We study the problem of embedding high-dimensional visual data into low-dimensional vector representations. This is an important component in many computer vision applications involving nearest neighbor retrieval, as embedding techniques not only perform dimensionality reduction, but can also capture task-specific semantic similarities. In this thesis, we use deep neural networks to learn vector embeddings, and develop a gradient-based optimization framework that is capable of optimizing ranking-based retrieval performance metrics, such as the widely used Average Precision (AP) and Normalized Discounted Cumulative Gain (NDCG). Our framework is applied in three applications.
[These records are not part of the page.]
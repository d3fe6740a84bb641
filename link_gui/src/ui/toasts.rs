//! Toast stack (top right)

use iced::widget::{button, column, container, row, text, Column, Space};
use iced::{Alignment, Element, Length, Padding};

use link_core::Severity;

use crate::host::Toast;
use crate::Message;

/// Render all toasts, newest at the bottom
pub fn view(toasts: Vec<Toast>) -> Element<'static, Message> {
    let mut list: Column<'static, Message> = column![].spacing(8).width(Length::Fixed(300.0));

    for toast in toasts {
        let title_color = match toast.notice.severity {
            Severity::Info => [0.3, 0.3, 0.3],
            Severity::Success => [0.1, 0.5, 0.2],
            Severity::Error => [0.75, 0.1, 0.1],
        };

        let body = column![
            row![
                text(toast.notice.title).size(12).color(title_color),
                Space::new().width(Length::Fill),
                button(text("✕").size(10))
                    .on_press(Message::DismissToast(toast.id))
                    .padding(Padding::from([0, 4]))
                    .style(button::text),
            ]
            .align_y(Alignment::Center),
            text(toast.notice.description).size(11),
        ]
        .spacing(4);

        list = list.push(container(body).padding(10).style(container::bordered_box));
    }

    container(list)
        .width(Length::Fill)
        .height(Length::Fill)
        .padding(16)
        .align_x(iced::alignment::Horizontal::Right)
        .align_y(iced::alignment::Vertical::Top)
        .into()
}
First, we study Supervised Hashing, which is concerned with learning compact binary vector embeddings for fast retrieval, and propose two novel solutions. The first solution optimizes Mutual Information as a surrogate ranking objective, while the other directly optimizes AP and NDCG, based on the discovery of their closed-form expressions for discrete Hamming distances. These optimization problems are NP-hard, therefore we derive their continuous relaxations to enable gradient-based optimization with neural networks. Our solutions establish the state-of-the-art on several image retrieval benchmarks.
Next, we learn deep neural networks to extract Local Feature Descriptors from image patches. Local features are used universally in low-level computer vision tasks that involve sparse feature matching, such as image registration and 3D reconstruction, and their matching is a nearest neighbor retrieval problem. We leverage our AP optimization technique to learn both binary and real-valued descriptors for local image patches. Compared to competing approaches, our solution eliminates complex heuristics, and performs more accurately in the tasks of patch verification, patch retrieval, and image matching.
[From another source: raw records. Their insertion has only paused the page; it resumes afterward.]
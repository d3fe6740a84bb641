//! Share dialog
//!
//! Title, one tab per link variant, the active variant's editor with copy
//! and QR buttons, and the QR panel when one is shown.

use iced::widget::{button, column, container, image, opaque, row, rule, text, text_input, Column, Space};
use iced::{Alignment, Element, Length, Padding};

use link_core::{LinkKind, ShareModal};

use crate::ui::qr_panel;
use crate::Message;

/// Semi-transparent overlay; clicking it closes the dialog
pub fn view_backdrop() -> Element<'static, Message> {
    button(Space::new())
        .on_press(Message::CloseShare)
        .width(Length::Fill)
        .height(Length::Fill)
        .style(|_, _| {
            iced::widget::button::Style::default()
                .with_background(iced::Color::from_rgba(0.0, 0.0, 0.0, 0.5))
        })
        .into()
}

/// Render the dialog
pub fn view<'a>(modal: &'a ShareModal, qr_image: Option<&'a image::Handle>) -> Element<'a, Message> {
    let header = row![
        text(modal.config().title.as_str()).size(18),
        Space::new().width(Length::Fill),
        button(text("✕").size(12))
            .on_press(Message::CloseShare)
            .padding(Padding::from([2, 8]))
            .style(button::text),
    ]
    .align_y(Alignment::Center);

    let mut content: Column<'a, Message> = column![
        header,
        Space::new().height(12),
        view_tabs(modal),
        Space::new().height(12),
        view_editor(modal, modal.active()),
    ];

    if let Some(panel) = modal.qr_panel() {
        content = content.push(Space::new().height(16));
        content = content.push(rule::horizontal(1));
        content = content.push(Space::new().height(12));
        content = content.push(text("QR Code").size(14));
        content = content.push(Space::new().height(8));
        content = content.push(qr_panel::view(panel, qr_image));
    }

    let modal_box = container(content.width(Length::Fixed(520.0)))
        .padding(20)
        .style(container::bordered_box);

    // Center the dialog; clicks inside it must not reach the backdrop
    container(opaque(modal_box))
        .width(Length::Fill)
        .height(Length::Fill)
        .align_x(iced::alignment::Horizontal::Center)
        .align_y(iced::alignment::Vertical::Center)
        .into()
}

/// One button per variant, the active one highlighted
fn view_tabs(modal: &ShareModal) -> Element<'_, Message> {
    let mut tabs = row![].spacing(4);
    for kind in LinkKind::ALL {
        let style = if kind == modal.active() {
            button::primary
        } else {
            button::secondary
        };
        tabs = tabs.push(
            button(
                container(text(modal.label(kind).label.as_str()).size(11))
                    .width(Length::Fill)
                    .align_x(iced::alignment::Horizontal::Center),
            )
            .on_press(Message::SelectVariant(kind))
            .padding(Padding::from([6, 8]))
            .style(style)
            .width(Length::Fill),
        );
    }
    tabs.into()
}

/// Label, input, copy button and (for QR-eligible kinds) the QR toggle
fn view_editor(modal: &ShareModal, kind: LinkKind) -> Element<'_, Message> {
    let label = modal.label(kind);

    let mut controls = row![
        text_input(label.placeholder.as_str(), modal.value(kind))
            .on_input(move |value| Message::EditValue(kind, value))
            .width(Length::Fill)
            .padding(6)
            .size(12),
        button(text("Copy").size(11))
            .on_press(Message::CopyLink(kind))
            .padding(Padding::from([6, 12]))
            .style(button::secondary),
    ]
    .spacing(6)
    .align_y(Alignment::Center);

    // Ineligible kinds get no QR control at all
    if modal.can_toggle_qr(kind) {
        let showing = modal.qr_visible_for() == Some(kind);
        controls = controls.push(
            button(text(if showing { "Hide QR" } else { "QR" }).size(11))
                .on_press(Message::ToggleQr(kind))
                .padding(Padding::from([6, 12]))
                .style(if showing { button::primary } else { button::secondary }),
        );
    }

    column![
        text(label.label.as_str()).size(12),
        controls,
        text(label.hint.as_str()).size(11).color([0.5, 0.5, 0.5]),
    ]
    .spacing(6)
    .into()
}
Lastly, we tackle Deep Metric Learning, the general problem of learning real-valued vector embeddings using deep neural networks. We propose a learning to rank solution through optimizing a novel quantization-based approximation of AP. For downstream tasks such as retrieval and clustering, we demonstrate promising results on standard benchmarks, especially in the few-shot learning scenario, where the number of labeled examples per class is limited.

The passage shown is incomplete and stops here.